若要帮助保护网络中的域名系统 (DNS) 服务器,请使用以下规则。
检查并配置影响安全性的默认 DNS 服务器服务设置。
DNS 服务器服务的以下配置选项对标准 DNS 服务器服务和 Active Directory 集成的 DNS 服务器服务均有安全隐患。
默认设置 | 描述 |
---|---|
接口 |
默认情况下,会将在多宿主计算机上运行的 DNS 服务器服务配置为使用其所有 IP 地址来侦听 DNS 查询。将 DNS 服务器服务侦听的 IP 地址限制为其 DNS 客户端用作首选 DNS 服务器的 IP 地址。 有关详细信息,请参阅限制 DNS 服务器只侦听选定的地址。 |
保护缓存防止污染 |
默认情况下,会保护 DNS 服务器服务以防受到缓存污染,其中,缓存污染在 DNS 查询响应包含非权威数据或恶意数据时发生。“保护缓存防止污染”选项可帮助防止攻击者使用 DNS 服务器未请求的资源记录成功地污染 DNS 服务器缓存。更改此默认设置会降低 DNS 服务器服务提供的响应的完整性。 有关详细信息,请参阅保护服务器缓存不受名称污染。 |
禁用递归 |
默认情况下,不会对 DNS 服务器服务禁用递归。这样一来,DNS 服务器就可以代表其 DNS 客户端以及已将 DNS 客户端查询转发给它的 DNS 服务器执行递归查询。攻击者可以使用递归来拒绝 DNS 服务器服务。因此,如果网络中的 DNS 服务器不准备接收递归查询,则应该禁用递归。 有关详细信息,请参阅在 DNS 服务器上禁用递归。 |
根提示 |
如果 DNS 结构中有内部 DNS 根,请将内部 DNS 服务器的根提示配置为仅指向承载根域的 DNS 服务器,而不指向承载 Internet 根域的 DNS 服务器。这可以防止内部 DNS 服务器在解析名称时通过 Internet 发送私人信息。 有关详细信息,请参阅更新 DNS 服务器上的根提示 和更新根提示。 |
在运行域控制器的 DNS 服务器上管理 DACL
除了已介绍的影响安全性的默认 DNS 服务器服务设置以外,配置为域控制器的 DNS 服务器还会使用随机访问控制列表 (DACL)。您可以使用 DACL 来控制对 DNS 服务器服务进行控制的 Active Directory 用户和组的权限。

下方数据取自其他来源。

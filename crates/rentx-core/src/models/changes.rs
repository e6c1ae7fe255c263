//! Sync protocol payloads: change sets, checkpoints and pending mutations

use serde::{Deserialize, Serialize};
use std::fmt;

use super::{Car, User};

/// Logical tables replicated from the server
#[derive(Debug, Clone, Copy, PartialEq, Eq, Hash, Serialize, Deserialize)]
#[serde(rename_all = "lowercase")]
pub enum TableName {
    Cars,
    Users,
}

impl TableName {
    #[must_use]
    pub const fn as_str(self) -> &'static str {
        match self {
            Self::Cars => "cars",
            Self::Users => "users",
        }
    }
}

impl fmt::Display for TableName {
    fn fmt(&self, f: &mut fmt::Formatter<'_>) -> fmt::Result {
        f.write_str(self.as_str())
    }
}

/// Server version up to which local state is known to match
#[derive(Debug, Clone, Copy, Default, PartialEq, Eq, PartialOrd, Ord, Hash, Serialize, Deserialize)]
#[serde(transparent)]
pub struct Checkpoint(i64);

impl Checkpoint {
    /// Beginning of time: nothing has been pulled yet
    pub const ORIGIN: Self = Self(0);

    #[must_use]
    pub const fn new(version: i64) -> Self {
        Self(version)
    }

    #[must_use]
    pub const fn version(self) -> i64 {
        self.0
    }
}

impl fmt::Display for Checkpoint {
    fn fmt(&self, f: &mut fmt::Formatter<'_>) -> fmt::Result {
        write!(f, "{}", self.0)
    }
}

/// Per-table delta: created and updated records plus deleted identifiers
#[derive(Debug, Clone, PartialEq, Serialize, Deserialize)]
pub struct TableChanges<T> {
    #[serde(default = "Vec::new")]
    pub created: Vec<T>,
    #[serde(default = "Vec::new")]
    pub updated: Vec<T>,
    #[serde(default)]
    pub deleted: Vec<String>,
}

impl<T> Default for TableChanges<T> {
    fn default() -> Self {
        Self {
            created: Vec::new(),
            updated: Vec::new(),
            deleted: Vec::new(),
        }
    }
}

impl<T> TableChanges<T> {
    #[must_use]
    pub fn is_empty(&self) -> bool {
        self.created.is_empty() && self.updated.is_empty() && self.deleted.is_empty()
    }

    /// Number of record-level changes in this table
    #[must_use]
    pub fn len(&self) -> usize {
        self.created.len() + self.updated.len() + self.deleted.len()
    }
}

/// Server-computed delta since a checkpoint
#[derive(Debug, Clone, Default, PartialEq, Serialize, Deserialize)]
pub struct ChangeSet {
    #[serde(default)]
    pub cars: TableChanges<Car>,
    #[serde(default)]
    pub users: TableChanges<User>,
}

/// Body of `GET /cars/sync/pull`
#[derive(Debug, Clone, PartialEq, Serialize, Deserialize)]
pub struct PullResponse {
    #[serde(default)]
    pub changes: ChangeSet,
    #[serde(rename = "latestVersion")]
    pub latest_version: i64,
}

impl PullResponse {
    #[must_use]
    pub const fn checkpoint(&self) -> Checkpoint {
        Checkpoint::new(self.latest_version)
    }
}

/// A local edit waiting to be pushed
///
/// `revision` grows with every superseding edit of the same record, so an
/// acknowledgement only clears the exact edit that was sent.
#[derive(Debug, Clone, PartialEq, Eq, Serialize, Deserialize)]
pub struct LocalMutation {
    pub table: TableName,
    pub record_id: String,
    pub payload: User,
    pub revision: i64,
}
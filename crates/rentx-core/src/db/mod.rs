//! Database layer for the on-device replica

mod connection;
pub(crate) mod metadata;
mod migrations;
mod repository;
mod user_repository;

pub use connection::Database;
pub use repository::{CarRepository, SqliteCarRepository};
pub use user_repository::{SqliteUserRepository, UserRepository};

下表列出了 DNS 服务器服务在域控制器中运行时的默认组名或用户名以及权限。
组名或用户名 | 权限 |
---|---|
Administrators |
允许:读取、写入、创建所有子对象、特殊权限 |
创建者所有者 |
特殊权限 |
DnsAdmins |
允许:读取、写入、创建所有子对象、删除子对象、特殊权限 |
Domain Admins |
允许:完全控制、读取、写入、创建所有子对象、删除子对象 |
Enterprise Admins |
允许:完全控制、读取、写入、创建所有子对象、删除子对象 |
企业域控制器 |
允许:特殊权限 |
Windows 2000 以前版本兼容的访问 |
允许:特殊权限 |
系统 |
允许:完全控制、读取、写入、创建所有子对象、删除子对象 |
DNS 服务器服务在域控制器上运行时,可以使用 Active Directory 对象 MicrosoftDNS 来管理其 DACL。在 MicrosoftDNS 对象上配置 DACL 与在 DNS 管理器中的 DNS 服务器上配置 DACL 的效果相同,建议使用后一种方法。因此,Active Directory 对象和 DNS 服务器的安全管理员应保持直接联系,以确保这些管理员相互之间的安全设置不颠倒。
有关详细信息,请参阅 DNS 安全信息。